We believe there are several main reasons why people apply for short-term loans:
Traditional loans often require the customer to borrow more than they need. They apply for a loan only to discover in order to be accepted they need to borrow a minimum of $1000, then pay this back plus all the interest that has accrued. Sometimes all we need is a couple of hundred dollars, borrowing more than this is not appropriate, nor is it the responsible thing to do. But more often than not we’re forced too due to the lenders minimum borrowing rules. Lenders know this, unless they make a certain amount of profit from the interest then the loan isn’t worth their time. This has become the norm over the years and short-term loans offer an alternative to this problem.
Ease and convenience are huge factors in explaining the booming popularity of short-term loans in recent years. Where traditionally if we wanted a loan, we’d need to make an appointment at the bank, turn up, plead our case and then wait for a response in the main. No longer. Short-term loans are often approved (or in some cases denied) there and then. The vast majority of them are arranged online and the money can be in our bank accounts later that same day in some cases.
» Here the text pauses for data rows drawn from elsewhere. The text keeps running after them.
//! Process-wide file logging for the association layer.
//!
//! # Responsibility
//! - Turn a [`CoreConfig`] (or an explicit level/directory pair) into one
//!   rolling log target per process.
//! - Keep event lines in `event=... module=... status=...` form; record
//!   field values never appear in them, only schema names, ids and counts.
//!
//! # Invariants
//! - Initializing twice with the same target is a no-op.
//! - A different level or directory after initialization is rejected.
//! - Initialization never panics.

use crate::config::CoreConfig;
use flexi_logger::{Cleanup, Criterion, FileSpec, Logger, LoggerHandle, Naming, WriteMode};
use log::{error, info};
use once_cell::sync::OnceCell;
use std::panic::PanicHookInfo;
use std::path::{Path, PathBuf};

const LOG_FILE_BASENAME: &str = "linkage";
const MAX_LOG_FILE_SIZE_BYTES: u64 = 10 * 1024 * 1024;
const MAX_LOG_FILES: usize = 5;
const MAX_PANIC_PAYLOAD_CHARS: usize = 160;

static ACTIVE: OnceCell<ActiveLogger> = OnceCell::new();
static PANIC_HOOK: OnceCell<()> = OnceCell::new();

/// Normalized level and absolute directory of the file logger.
#[derive(Debug, Clone, PartialEq, Eq)]
struct LogTarget {
    level: &'static str,
    dir: PathBuf,
}

impl LogTarget {
    fn parse(level: &str, dir: &Path) -> Result<Self, String> {
        if dir.as_os_str().is_empty() {
            return Err("log_dir cannot be empty".to_string());
        }
        if !dir.is_absolute() {
            return Err(format!(
                "log_dir must be an absolute path, got `{}`",
                dir.display()
            ));
        }
        Ok(Self {
            level: normalize_level(level)?,
            dir: dir.to_path_buf(),
        })
    }

    /// `None` when `config` leaves file logging off.
    fn from_config(config: &CoreConfig) -> Result<Option<Self>, String> {
        config
            .log_dir
            .as_deref()
            .map(|dir| Self::parse(&config.log_level, dir))
            .transpose()
    }

    fn conflict_with(&self, requested: &Self) -> Option<String> {
        if self.dir != requested.dir {
            return Some(format!(
                "logging already initialized at `{}`; refusing to switch to `{}`",
                self.dir.display(),
                requested.dir.display()
            ));
        }
        if self.level != requested.level {
            return Some(format!(
                "logging already initialized with level `{}`; refusing to switch to `{}`",
                self.level, requested.level
            ));
        }
        None
    }
}

struct ActiveLogger {
    target: LogTarget,
    _handle: LoggerHandle,
}

/// Initializes file logging with `level` under `log_dir`.
///
/// # Errors
/// - `level` is not one of `trace|debug|info|warn|error`.
/// - `log_dir` is empty, relative, or cannot be created.
/// - Logging is already active with another level or directory.
pub fn init_logging(level: &str, log_dir: &str) -> Result<(), String> {
    let target = LogTarget::parse(level, Path::new(log_dir.trim()))?;
    activate(target)
}

/// Initializes logging from `config` when it names a `log_dir`.
///
/// Returns whether file logging is active afterwards.
pub fn init_logging_with(config: &CoreConfig) -> Result<bool, String> {
    match LogTarget::from_config(config)? {
        Some(target) => activate(target).map(|()| true),
        None => Ok(ACTIVE.get().is_some()),
    }
}

/// Active `(level, log_dir)`, or `None` before initialization.
pub fn logging_status() -> Option<(&'static str, PathBuf)> {
    ACTIVE
        .get()
        .map(|active| (active.target.level, active.target.dir.clone()))
}

/// `debug` for debug builds, `info` for release builds.
pub fn default_log_level() -> &'static str {
    if cfg!(debug_assertions) {
        "debug"
    } else {
        "info"
    }
}

/// Maps a user-supplied level name onto the logger's spelling.
pub(crate) fn normalize_level(level: &str) -> Result<&'static str, String> {
    match level.trim().to_ascii_lowercase().as_str() {
        "trace" => Ok("trace"),
        "debug" => Ok("debug"),
        "info" => Ok("info"),
        "warn" | "warning" => Ok("warn"),
        "error" => Ok("error"),
        other => Err(format!(
            "unsupported log level `{other}`; expected trace|debug|info|warn|error"
        )),
    }
}

fn activate(target: LogTarget) -> Result<(), String> {
    let active = ACTIVE.get_or_try_init(|| start_logger(target.clone()))?;
    match active.target.conflict_with(&target) {
        Some(conflict) => Err(conflict),
        None => Ok(()),
    }
}

fn start_logger(target: LogTarget) -> Result<ActiveLogger, String> {
    std::fs::create_dir_all(&target.dir).map_err(|err| {
        format!(
            "failed to create log directory `{}`: {err}",
            target.dir.display()
        )
    })?;

    let handle = Logger::try_with_str(target.level)
        .map_err(|err| format!("invalid log level `{}`: {err}", target.level))?
        .log_to_file(
            FileSpec::default()
                .directory(target.dir.as_path())
                .basename(LOG_FILE_BASENAME),
        )
        .rotate(
            Criterion::Size(MAX_LOG_FILE_SIZE_BYTES),
            Naming::Numbers,
            Cleanup::KeepLogFiles(MAX_LOG_FILES),
        )
        .write_mode(WriteMode::BufferAndFlush)
        .append()
        .format_for_files(flexi_logger::detailed_format)
        .start()
        .map_err(|err| format!("failed to start logger: {err}"))?;

    install_panic_hook();
    info!(
        "event=logging_init module=core status=ok level={} log_dir={} platform={} version={}",
        target.level,
        target.dir.display(),
        std::env::consts::OS,
        env!("CARGO_PKG_VERSION")
    );

    Ok(ActiveLogger {
        target,
        _handle: handle,
    })
}

fn install_panic_hook() {
    if PANIC_HOOK.set(()).is_err() {
        return;
    }
    let previous = std::panic::take_hook();
    std::panic::set_hook(Box::new(move |panic_info| {
        let location = panic_info
            .location()
            .map_or_else(|| "unknown".to_string(), |loc| format!("{}:{}", loc.file(), loc.line()));
        error!(
            "event=panic_captured module=core status=error location={} payload={}",
            location,
            single_line(&panic_payload(panic_info), MAX_PANIC_PAYLOAD_CHARS)
        );
        previous(panic_info);
    }));
}

fn panic_payload(info: &PanicHookInfo<'_>) -> String {
    let payload = info.payload();
    match (payload.downcast_ref::<&str>(), payload.downcast_ref::<String>()) {
        (Some(message), _) => (*message).to_string(),
        (None, Some(message)) => message.clone(),
        (None, None) => "non-string panic payload".to_string(),
    }
}

/// Payloads may echo record values: one line, capped at `max_chars`.
fn single_line(value: &str, max_chars: usize) -> String {
    let flattened = value.replace(['\n', '\r'], " ");
    let mut capped: String = flattened.chars().take(max_chars).collect();
    if flattened.chars().count() > max_chars {
        capped.push_str("...");
    }
    capped
}
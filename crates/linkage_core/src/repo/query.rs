//! Owner query value consumed by `all` and `preload_join`.
//!
//! # Invariants
//! - Filter and order fields must be stored columns of the queried schema.
//! - Ordering always ends with `id ASC` so owner order is deterministic.

use super::{RepoError, RepoResult};
use crate::schema::entity::{quote_ident, EntitySchema, PRIMARY_KEY};
use crate::schema::value::Value;

#[derive(Debug, Clone, Copy, PartialEq, Eq)]
pub enum Direction {
    Asc,
    Desc,
}

impl Direction {
    fn sql(self) -> &'static str {
        match self {
            Self::Asc => "ASC",
            Self::Desc => "DESC",
        }
    }
}

#[derive(Debug, Clone, PartialEq)]
pub enum Filter {
    Eq(String, Value),
    In(String, Vec<Value>),
    IsNull(String),
}

impl Filter {
    fn field(&self) -> &str {
        match self {
            Self::Eq(field, _) | Self::In(field, _) | Self::IsNull(field) => field,
        }
    }
}

/// Filtered, ordered fetch of one schema's records.
#[derive(Debug, Clone, PartialEq)]
pub struct Query {
    pub schema: String,
    pub filters: Vec<Filter>,
    pub order_by: Vec<(String, Direction)>,
    pub limit: Option<u32>,
    pub offset: u32,
}

impl Query {
    pub fn from(schema: impl Into<String>) -> Self {
        Self {
            schema: schema.into(),
            filters: Vec::new(),
            order_by: Vec::new(),
            limit: None,
            offset: 0,
        }
    }

    pub fn filter_eq(mut self, field: impl Into<String>, value: impl Into<Value>) -> Self {
        self.filters.push(Filter::Eq(field.into(), value.into()));
        self
    }

    pub fn filter_in(mut self, field: impl Into<String>, values: Vec<Value>) -> Self {
        self.filters.push(Filter::In(field.into(), values));
        self
    }

    pub fn filter_null(mut self, field: impl Into<String>) -> Self {
        self.filters.push(Filter::IsNull(field.into()));
        self
    }

    pub fn order_by(mut self, field: impl Into<String>, direction: Direction) -> Self {
        self.order_by.push((field.into(), direction));
        self
    }

    pub fn limit(mut self, limit: u32) -> Self {
        self.limit = Some(limit);
        self
    }

    pub fn offset(mut self, offset: u32) -> Self {
        self.offset = offset;
        self
    }

    /// Builds the owner `SELECT` with bound values, in column order.
    pub(crate) fn select_sql(&self, schema: &EntitySchema) -> RepoResult<(String, Vec<Value>)> {
        self.check_fields(schema)?;
        let mut sql = format!(
            "SELECT {} FROM {}",
            select_list(schema, None),
            quote_ident(&schema.table)
        );
        let mut bind_values = Vec::new();

        let mut conditions = Vec::new();
        for filter in &self.filters {
            match filter {
                Filter::Eq(field, Value::Null) | Filter::IsNull(field) => {
                    conditions.push(format!("{} IS NULL", quote_ident(field)));
                }
                Filter::Eq(field, value) => {
                    conditions.push(format!("{} = ?", quote_ident(field)));
                    bind_values.push(value.clone());
                }
                Filter::In(_, values) if values.is_empty() => conditions.push("0 = 1".to_string()),
                Filter::In(field, values) => {
                    conditions.push(format!(
                        "{} IN ({})",
                        quote_ident(field),
                        placeholders(values.len())
                    ));
                    bind_values.extend(values.iter().cloned());
                }
            }
        }
        if !conditions.is_empty() {
            sql.push_str(" WHERE ");
            sql.push_str(&conditions.join(" AND "));
        }

        sql.push_str(" ORDER BY ");
        sql.push_str(&self.order_terms(None).join(", "));

        if let Some(limit) = self.limit {
            sql.push_str(" LIMIT ?");
            bind_values.push(Value::Integer(i64::from(limit)));
            if self.offset > 0 {
                sql.push_str(" OFFSET ?");
                bind_values.push(Value::Integer(i64::from(self.offset)));
            }
        } else if self.offset > 0 {
            sql.push_str(" LIMIT -1 OFFSET ?");
            bind_values.push(Value::Integer(i64::from(self.offset)));
        }

        Ok((sql, bind_values))
    }

    /// `ORDER BY` terms, optionally qualified by a table alias.
    pub(crate) fn order_terms(&self, alias: Option<&str>) -> Vec<String> {
        let qualify = |field: &str| match alias {
            Some(alias) => format!("{alias}.{}", quote_ident(field)),
            None => quote_ident(field),
        };
        let mut terms: Vec<String> = self
            .order_by
            .iter()
            .map(|(field, direction)| format!("{} {}", qualify(field), direction.sql()))
            .collect();
        terms.push(format!("{} ASC", qualify(PRIMARY_KEY)));
        terms
    }

    fn check_fields(&self, schema: &EntitySchema) -> RepoResult<()> {
        let fields = self
            .filters
            .iter()
            .map(Filter::field)
            .chain(self.order_by.iter().map(|(field, _)| field.as_str()));
        for field in fields {
            if schema.field_type(field).is_none() {
                return Err(RepoError::UnknownField {
                    schema: schema.name.clone(),
                    field: field.to_string(),
                });
            }
        }
        Ok(())
    }
}

/// Comma separated column list, optionally aliased as `{prefix}{column}`.
pub(crate) fn select_list(schema: &EntitySchema, aliased: Option<(&str, &str)>) -> String {
    schema
        .columns()
        .map(|column| match aliased {
            Some((table_alias, prefix)) => format!(
                "{table_alias}.{} AS {}",
                quote_ident(column),
                quote_ident(&format!("{prefix}{column}"))
            ),
            None => quote_ident(column),
        })
        .collect::<Vec<_>>()
        .join(", ")
}

pub(crate) fn placeholders(count: usize) -> String {
    vec!["?"; count].join(", ")
}

#[cfg(test)]
mod tests {
    use super::{Direction, Query};
    use crate::repo::RepoError;
    use crate::schema::entity::EntitySchema;
    use crate::schema::value::{FieldType, Value};

    fn movie() -> EntitySchema {
        EntitySchema::new("movie", "movies")
            .field("title", FieldType::Text)
            .field("release_year", FieldType::Integer)
    }

    #[test]
    fn select_sql_appends_id_tiebreak_and_binds_in_order() {
        let (sql, values) = Query::from("movie")
            .filter_eq("release_year", 1977_i64)
            .filter_in("title", vec![Value::from("A"), Value::from("B")])
            .order_by("title", Direction::Desc)
            .limit(5)
            .offset(10)
            .select_sql(&movie())
            .unwrap();

        assert_eq!(
            sql,
            "SELECT \"id\", \"title\", \"release_year\" FROM \"movies\" \
             WHERE \"release_year\" = ? AND \"title\" IN (?, ?) \
             ORDER BY \"title\" DESC, \"id\" ASC LIMIT ? OFFSET ?"
        );
        assert_eq!(
            values,
            vec![
                Value::Integer(1977),
                Value::from("A"),
                Value::from("B"),
                Value::Integer(5),
                Value::Integer(10),
            ]
        );
    }

    #[test]
    fn null_equality_becomes_is_null() {
        let (sql, values) = Query::from("movie")
            .filter_eq("title", Value::Null)
            .select_sql(&movie())
            .unwrap();
        assert!(sql.contains("\"title\" IS NULL"));
        assert!(values.is_empty());
    }

    #[test]
    fn unknown_fields_are_rejected() {
        let err = Query::from("movie")
            .order_by("budget", Direction::Asc)
            .select_sql(&movie())
            .unwrap_err();
        assert!(matches!(err, RepoError::UnknownField { field, .. } if field == "budget"));
    }
}
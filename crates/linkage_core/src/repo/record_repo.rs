//! Record repository contracts and SQLite implementation.
//!
//! # Responsibility
//! - Provide get/list/delete over registered entity tables.
//! - Persist draft trees atomically through `apply`.
//! - Expose both preload strategies behind one repository handle.
//!
//! # Invariants
//! - `apply` validates the whole draft tree before touching the store.
//! - `apply` runs in one `IMMEDIATE` transaction; nothing is committed on
//!   failure.
//! - Read paths reject stored values that do not fit the schema.

use super::preload;
use super::query::{select_list, Query};
use super::writer::{write_changeset, WriteStats};
use super::{RepoError, RepoResult};
use crate::association::record::Record;
use crate::association::resolver::{wiring_for, ResolveError};
use crate::changeset::Changeset;
use crate::schema::entity::{quote_ident, EntitySchema, PRIMARY_KEY};
use crate::schema::registry::SchemaRegistry;
use crate::schema::value::{read_sql_value, Value};
use log::{info, warn};
use rusqlite::types::Value as SqlValue;
use rusqlite::{params_from_iter, Connection, Row, TransactionBehavior};
use std::sync::Arc;
use std::time::Instant;

/// Repository interface for records of registered schemas.
pub trait RecordRepository {
    fn get(&self, schema: &str, id: i64) -> RepoResult<Option<Record>>;
    fn all(&self, query: &Query) -> RepoResult<Vec<Record>>;
    /// Persists `changeset` and all nested drafts in one transaction.
    fn apply(&mut self, changeset: Changeset) -> RepoResult<Record>;
    fn delete(&mut self, schema: &str, id: i64) -> RepoResult<()>;
    /// Loads `path` onto `records` with one extra query per path level.
    fn preload_separate(&self, records: &mut [Record], path: &str) -> RepoResult<()>;
    /// Loads owners matching `query` together with `association` in one query.
    fn preload_join(&self, query: &Query, association: &str) -> RepoResult<Vec<Record>>;
}

/// SQLite-backed record repository.
pub struct SqliteRecordRepository<'conn> {
    conn: &'conn mut Connection,
    registry: &'conn SchemaRegistry,
}

impl<'conn> SqliteRecordRepository<'conn> {
    /// Constructs a repository from a provisioned connection.
    ///
    /// # Errors
    /// - `MissingRequiredTable`/`MissingRequiredColumn` when a registered
    ///   table or column is absent.
    pub fn try_new(
        conn: &'conn mut Connection,
        registry: &'conn SchemaRegistry,
    ) -> RepoResult<Self> {
        ensure_connection_ready(conn, registry)?;
        Ok(Self { conn, registry })
    }

    pub fn registry(&self) -> &SchemaRegistry {
        self.registry
    }

    fn schema(&self, name: &str) -> RepoResult<Arc<EntitySchema>> {
        self.registry
            .lookup(name)
            .map_err(|_| RepoError::Resolve(ResolveError::UnknownSchema(name.to_string())))
    }
}

impl RecordRepository for SqliteRecordRepository<'_> {
    fn get(&self, schema: &str, id: i64) -> RepoResult<Option<Record>> {
        let schema = self.schema(schema)?;
        let mut stmt = self.conn.prepare(&format!(
            "SELECT {} FROM {} WHERE {} = ?1;",
            select_list(&schema, None),
            quote_ident(&schema.table),
            quote_ident(PRIMARY_KEY)
        ))?;

        let mut rows = stmt.query([id])?;
        if let Some(row) = rows.next()? {
            return parse_record(row, &schema, "");
        }
        Ok(None)
    }

    fn all(&self, query: &Query) -> RepoResult<Vec<Record>> {
        let schema = self.schema(&query.schema)?;
        let (sql, bind_values) = query.select_sql(&schema)?;
        let mut stmt = self.conn.prepare(&sql)?;
        let mut rows = stmt.query(params_from_iter(bind_values.iter()))?;

        let mut records = Vec::new();
        while let Some(row) = rows.next()? {
            if let Some(record) = parse_record(row, &schema, "")? {
                records.push(record);
            }
        }
        Ok(records)
    }

    fn apply(&mut self, changeset: Changeset) -> RepoResult<Record> {
        let schema = changeset.schema.name.clone();
        let mode = if changeset.is_insert() { "insert" } else { "update" };
        if !changeset.is_valid() {
            warn!(
                "event=assoc_apply module=repo status=rejected schema={} mode={} errors={}",
                schema,
                mode,
                changeset.all_errors().len()
            );
            return Err(RepoError::Invalid(Box::new(changeset)));
        }

        let started_at = Instant::now();
        let mut stats = WriteStats::default();
        let tx = self
            .conn
            .transaction_with_behavior(TransactionBehavior::Immediate)?;
        let written = write_changeset(&tx, self.registry, changeset, &mut stats);

        match written.and_then(|record| tx.commit().map(|()| record).map_err(RepoError::from)) {
            Ok(record) => {
                info!(
                    "event=assoc_apply module=repo status=ok schema={} mode={} id={} inserted={} updated={} deleted={} linked={} nilified={} ignored={} duration_ms={}",
                    schema,
                    mode,
                    record.id,
                    stats.inserted,
                    stats.updated,
                    stats.deleted,
                    stats.linked,
                    stats.nilified,
                    stats.ignored,
                    started_at.elapsed().as_millis()
                );
                Ok(record)
            }
            Err(err) => {
                warn!(
                    "event=assoc_apply module=repo status=error schema={} mode={} duration_ms={} error={}",
                    schema,
                    mode,
                    started_at.elapsed().as_millis(),
                    err
                );
                Err(err)
            }
        }
    }

    fn delete(&mut self, schema: &str, id: i64) -> RepoResult<()> {
        let schema = self.schema(schema)?;
        let changed = self.conn.execute(
            &format!(
                "DELETE FROM {} WHERE {} = ?1;",
                quote_ident(&schema.table),
                quote_ident(PRIMARY_KEY)
            ),
            [id],
        )?;
        if changed == 0 {
            return Err(RepoError::NotFound {
                schema: schema.name.clone(),
                id,
            });
        }
        Ok(())
    }

    fn preload_separate(&self, records: &mut [Record], path: &str) -> RepoResult<()> {
        preload::preload_separate(&*self.conn, self.registry, records, path)
    }

    fn preload_join(&self, query: &Query, association: &str) -> RepoResult<Vec<Record>> {
        preload::preload_join(&*self.conn, self.registry, query, association)
    }
}

/// Parses the schema columns of `row`, read from `{prefix}{column}` labels.
///
/// Returns `None` when the primary key column is NULL (unmatched outer join).
pub(crate) fn parse_record(
    row: &Row<'_>,
    schema: &EntitySchema,
    prefix: &str,
) -> RepoResult<Option<Record>> {
    let id = match read_sql_value(row, &format!("{prefix}{PRIMARY_KEY}"))? {
        SqlValue::Null => return Ok(None),
        SqlValue::Integer(id) => id,
        other => {
            return Err(RepoError::InvalidData(format!(
                "non-integer primary key in `{}`: {other:?}",
                schema.table
            )))
        }
    };

    let mut record = Record::new(schema.name.clone(), id);
    for field in &schema.fields {
        let raw = read_sql_value(row, &format!("{prefix}{}", field.name))?;
        let value = Value::from_sql_value(raw, field.field_type).ok_or_else(|| {
            RepoError::InvalidData(format!(
                "column `{}.{}` of row {id} is not a valid {}",
                schema.table, field.name, field.field_type
            ))
        })?;
        record.fields.insert(field.name.clone(), value);
    }
    Ok(Some(record))
}

fn ensure_connection_ready(conn: &Connection, registry: &SchemaRegistry) -> RepoResult<()> {
    for schema in registry.schemas() {
        if !table_exists(conn, &schema.table)? {
            return Err(RepoError::MissingRequiredTable(schema.table.clone()));
        }
        for column in schema.columns() {
            if !table_has_column(conn, &schema.table, column)? {
                return Err(RepoError::MissingRequiredColumn {
                    table: schema.table.clone(),
                    column: column.to_string(),
                });
            }
        }
        for association in &schema.associations {
            let wiring = wiring_for(registry, &schema.name, &association.name)?;
            let Some(join) = wiring.join else {
                continue;
            };
            if !table_exists(conn, &join.table)? {
                return Err(RepoError::MissingRequiredTable(join.table));
            }
            for column in [&join.owner_column, &join.related_column] {
                if !table_has_column(conn, &join.table, column)? {
                    return Err(RepoError::MissingRequiredColumn {
                        table: join.table.clone(),
                        column: column.clone(),
                    });
                }
            }
        }
    }
    Ok(())
}

fn table_exists(conn: &Connection, table: &str) -> RepoResult<bool> {
    let exists: i64 = conn.query_row(
        "SELECT EXISTS(
            SELECT 1
            FROM sqlite_master
            WHERE type = 'table' AND name = ?1
        );",
        [table],
        |row| row.get(0),
    )?;
    Ok(exists == 1)
}

fn table_has_column(conn: &Connection, table: &str, column: &str) -> RepoResult<bool> {
    let mut stmt = conn.prepare(&format!("PRAGMA table_info({});", quote_ident(table)))?;
    let mut rows = stmt.query([])?;
    while let Some(row) = rows.next()? {
        let current: String = row.get(1)?;
        if current == column {
            return Ok(true);
        }
    }
    Ok(false)
}
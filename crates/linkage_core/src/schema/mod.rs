//! Schema declarations: semantic types, entities, registry and provisioning.

pub mod ddl;
pub mod entity;
pub mod registry;
pub mod value;
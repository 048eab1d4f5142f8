//! Provisioning DDL generated from a registry.
//!
//! # Responsibility
//! - Emit table, foreign-key and join-pair unique index statements for every
//!   registered schema and every implicit join table.
//!
//! # Invariants
//! - Statements are idempotent (`IF NOT EXISTS`).
//! - An implicit join table shared by both sides is emitted once.

use crate::association::resolver::wiring_for;
use crate::db::migrations::Migration;
use crate::schema::entity::{quote_ident, AssociationKind, PRIMARY_KEY};
use crate::schema::registry::{SchemaError, SchemaRegistry, SchemaResult};
use std::collections::{BTreeMap, BTreeSet};

/// Builds provisioning statements for everything in `registry`.
pub fn provisioning_statements(registry: &SchemaRegistry) -> SchemaResult<Vec<String>> {
    let references = foreign_key_references(registry)?;
    let mut statements = Vec::new();

    for schema in registry.schemas() {
        let mut columns = vec![format!(
            "{} INTEGER PRIMARY KEY AUTOINCREMENT",
            quote_ident(PRIMARY_KEY)
        )];
        for field in &schema.fields {
            let mut column = format!("{} {}", quote_ident(&field.name), field.field_type.sql_type());
            if let Some(target_table) = references.get(&(schema.table.clone(), field.name.clone())) {
                column.push_str(&format!(
                    " REFERENCES {}({})",
                    quote_ident(target_table),
                    quote_ident(PRIMARY_KEY)
                ));
            }
            columns.push(column);
        }
        statements.push(format!(
            "CREATE TABLE IF NOT EXISTS {} (\n    {}\n);",
            quote_ident(&schema.table),
            columns.join(",\n    ")
        ));
    }

    let mut emitted_joins = BTreeSet::new();
    for schema in registry.schemas() {
        for association in &schema.associations {
            if !matches!(association.kind, AssociationKind::ManyToMany { .. }) {
                continue;
            }
            let wiring = wiring_for(registry, &schema.name, &association.name)
                .map_err(|err| resolve_failure(&schema.name, err))?;
            let Some(join) = wiring.join else {
                continue;
            };
            if !join.unique_pair || !emitted_joins.insert(join.table.clone()) {
                continue;
            }

            statements.push(format!(
                "CREATE TABLE IF NOT EXISTS {table} (\n    {owner} INTEGER NOT NULL REFERENCES {owner_table}({pk}) ON DELETE CASCADE,\n    {related} INTEGER NOT NULL REFERENCES {related_table}({pk}) ON DELETE CASCADE\n);",
                table = quote_ident(&join.table),
                owner = quote_ident(&join.owner_column),
                owner_table = quote_ident(&wiring.owner.table),
                related = quote_ident(&join.related_column),
                related_table = quote_ident(&wiring.related.table),
                pk = quote_ident(PRIMARY_KEY),
            ));
            statements.push(format!(
                "CREATE UNIQUE INDEX IF NOT EXISTS {} ON {} ({}, {});",
                quote_ident(&format!(
                    "{}_{}_{}_index",
                    join.table, join.owner_column, join.related_column
                )),
                quote_ident(&join.table),
                quote_ident(&join.owner_column),
                quote_ident(&join.related_column),
            ));
        }
    }

    Ok(statements)
}

/// Packages `provisioning_statements` as one migration step.
pub fn provisioning_migration(registry: &SchemaRegistry, version: u32) -> SchemaResult<Migration> {
    let statements = provisioning_statements(registry)?;
    Ok(Migration::new(version, statements.join("\n")))
}

/// Maps `(table, column)` to the table its foreign key references.
fn foreign_key_references(
    registry: &SchemaRegistry,
) -> SchemaResult<BTreeMap<(String, String), String>> {
    let mut references = BTreeMap::new();
    for schema in registry.schemas() {
        for association in &schema.associations {
            let target = registry.lookup(&association.target)?;
            match &association.kind {
                AssociationKind::BelongsTo { foreign_key } => {
                    references.insert(
                        (schema.table.clone(), foreign_key.clone()),
                        target.table.clone(),
                    );
                }
                AssociationKind::HasMany { foreign_key } | AssociationKind::HasOne { foreign_key } => {
                    references
                        .entry((target.table.clone(), foreign_key.clone()))
                        .or_insert_with(|| schema.table.clone());
                }
                AssociationKind::ManyToMany { .. } => {}
            }
        }
    }
    Ok(references)
}

fn resolve_failure(schema: &str, err: impl ToString) -> SchemaError {
    SchemaError::InvalidSchema {
        schema: schema.to_string(),
        reason: err.to_string(),
    }
}
//! SQLite storage bootstrap and schema provisioning entry points.
//!
//! # Responsibility
//! - Open and configure SQLite connections for association storage.
//! - Apply caller-supplied provisioning migrations in deterministic order.
//!
//! # Invariants
//! - Migration version is tracked via `PRAGMA user_version`.
//! - Records must not be read or written before migrations succeed.

use std::error::Error;
use std::fmt::{Display, Formatter};

pub mod migrations;
mod open;

pub use open::{open_db, open_db_in_memory, open_db_with};

pub type DbResult<T> = Result<T, DbError>;

#[derive(Debug)]
pub enum DbError {
    Sqlite(rusqlite::Error),
    UnsupportedSchemaVersion {
        db_version: u32,
        latest_supported: u32,
    },
    /// Migration list is not strictly increasing by version.
    MigrationOrder {
        previous: u32,
        next: u32,
    },
}

impl Display for DbError {
    fn fmt(&self, f: &mut Formatter<'_>) -> std::fmt::Result {
        match self {
            Self::Sqlite(err) => write!(f, "{err}"),
            Self::UnsupportedSchemaVersion {
                db_version,
                latest_supported,
            } => write!(
                f,
                "database schema version {db_version} is newer than supported {latest_supported}"
            ),
            Self::MigrationOrder { previous, next } => write!(
                f,
                "migration version {next} must be greater than {previous}"
            ),
        }
    }
}

impl Error for DbError {
    fn source(&self) -> Option<&(dyn Error + 'static)> {
        match self {
            Self::Sqlite(err) => Some(err),
            Self::UnsupportedSchemaVersion { .. } | Self::MigrationOrder { .. } => None,
        }
    }
}

impl From<rusqlite::Error> for DbError {
    fn from(value: rusqlite::Error) -> Self {
        Self::Sqlite(value)
    }
}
Some customers, for whatever reason, may suffer from a bad credit history. And if that’s you then trust us, you’re not alone. But the issue is; this puts us off asking for credit from traditional sources, we already know what the answer will be. But a short-term loan company is likely to be much more lenient. Providing you can demonstrate the ability to pay it back, they often turn a blind eye to your credit history. This helps people arrange and pay back finance again, building their credit files back up over time. Without the possibility of a short-term loan, they may have struggled to do so.
This is perhaps the most common reason for a short-term loan. Something somewhere has gone wrong, and they customer needs a few hundred dollars to resolve the crisis. It may be some urgent home or car repairs, but whatever it is, it cannot wait until payday. And the customer has no savings to fall back on. What options do they have? A short-term loan is often the answer to their prayers. It allows them to resolve the problem and pay the money back when things have calmed down. Essentially, it’s a service you use as a safety net when life throws one of its random curveballs your way.